In deep networks, gradients get multiplied through many layers. With sigmoid/tanh (max derivative <1), gradients approach 0 and early layers don't learn. Fix: ReLU activations, residual connections, batch norm, gradient clipping.
Q: Why is cross-entropy better than MSE for classification?
MSE with sigmoid has flat gradient when output is near 0 or 1 (saturated), causing slow learning. Cross-entropy's gradient = (ŷ − y), which is always proportional to the error. Also, MSE is not a proper scoring rule for probabilities.
Q: What is the kernel trick in SVMs?
Computing K(x,x') = φ(x)·φ(x') without explicitly computing the (potentially infinite-dimensional) feature map φ(x). The algorithm only needs inner products, not the actual coordinates. This enables non-linear classification at the cost of a kernel computation.
Q: How does attention in Transformers differ from RNN memory?
RNNs compress the entire past into a fixed-size hidden state (lossy, sequential). Attention accesses all past positions directly with learned weights, with O(1) path length between any two positions. No sequential dependency = parallelizable training.
Mock Interview Strategy

Behavioral Questions (STAR)

  • Situation — set the context briefly (1-2 sentences)
  • Task — your specific responsibility
  • Action — what YOU did (not the team)
  • Result — quantify impact (X% improvement, $Y saved)

Common ML Engineer Behavioral Q's

  • "Tell me about a model you built from scratch"
  • "Describe a time your model failed in production"
  • "How did you handle a dataset with severe class imbalance?"
  • "Tell me about a time you disagreed with stakeholders on metrics"

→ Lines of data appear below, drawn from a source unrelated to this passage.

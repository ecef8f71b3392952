//! # PanelKit Joinery
//!
//! Parametric joinery and piece generators for laser-cut panels.
//!
//! ## Generators
//!
//! - **Finger edges**: interlocking box-joint combs with forced-odd finger
//!   counts so mating edges always interlock
//! - **Hinge edges**: pin-hinge knuckle patterns with kerf and clearance
//!   compensation
//! - **Panel composer**: full box layouts (walls, bottom, hinged lid) with
//!   pin holes, finger-pull cutouts, and engrave labels
//! - **Kerf calculator**: paired inlay/pocket outlines for press-fit inlays
//! - **Seeded pieces**: deterministic jigsaw-style subdivision of a rectangle
//! - **Template shapes**: clamped ingestion of simple parametric outlines
//!
//! All generators are pure functions: the same parameters (and seed, where
//! applicable) always produce identical output. Out-of-range input is
//! clamped and reported as warnings on the result, never rejected.

pub mod finger;
pub mod hinge;
pub mod kerf;
pub mod panel;
pub mod puzzle;
pub mod rng;
pub mod shape_spec;

pub use finger::{finger_count, finger_edge, EdgeSide};
pub use hinge::{hinge_edge, CountMode, HingePattern, HingeRole, HingeSpec};
pub use kerf::{inlay_and_pocket, FitClass, InlayFit};
pub use panel::{
    compose_panel, generate_box, BoxLayout, BoxParams, EdgeSpec, JointParams, Panel, PanelLabel,
    PanelRole,
};
pub use puzzle::{generate_pieces, PieceGrid, PieceGridParams};
pub use rng::SeedRng;
pub use shape_spec::{realize_shape, ShapeKind, ShapeOutline, ShapeSpec, ShapeStyle};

ML System Design Interview Tips

  • Always start by asking clarifying questions
  • Propose a simple baseline before complex models
  • Explicitly discuss data collection and labeling challenges
  • Show awareness of production: latency, throughput, monitoring
  • Discuss failure modes and how to detect them
  • End with A/B testing strategy
Red Flags to Avoid: Jumping to neural networks without justification. Ignoring data quality issues. Not discussing class imbalance. Forgetting about online vs batch serving tradeoffs. Skipping monitoring/drift detection.
The Rule of Three: For any ML system design, have answers ready for: (1) how to evaluate offline, (2) how to evaluate online (A/B), and (3) how to monitor in production. Interviewers always ask all three.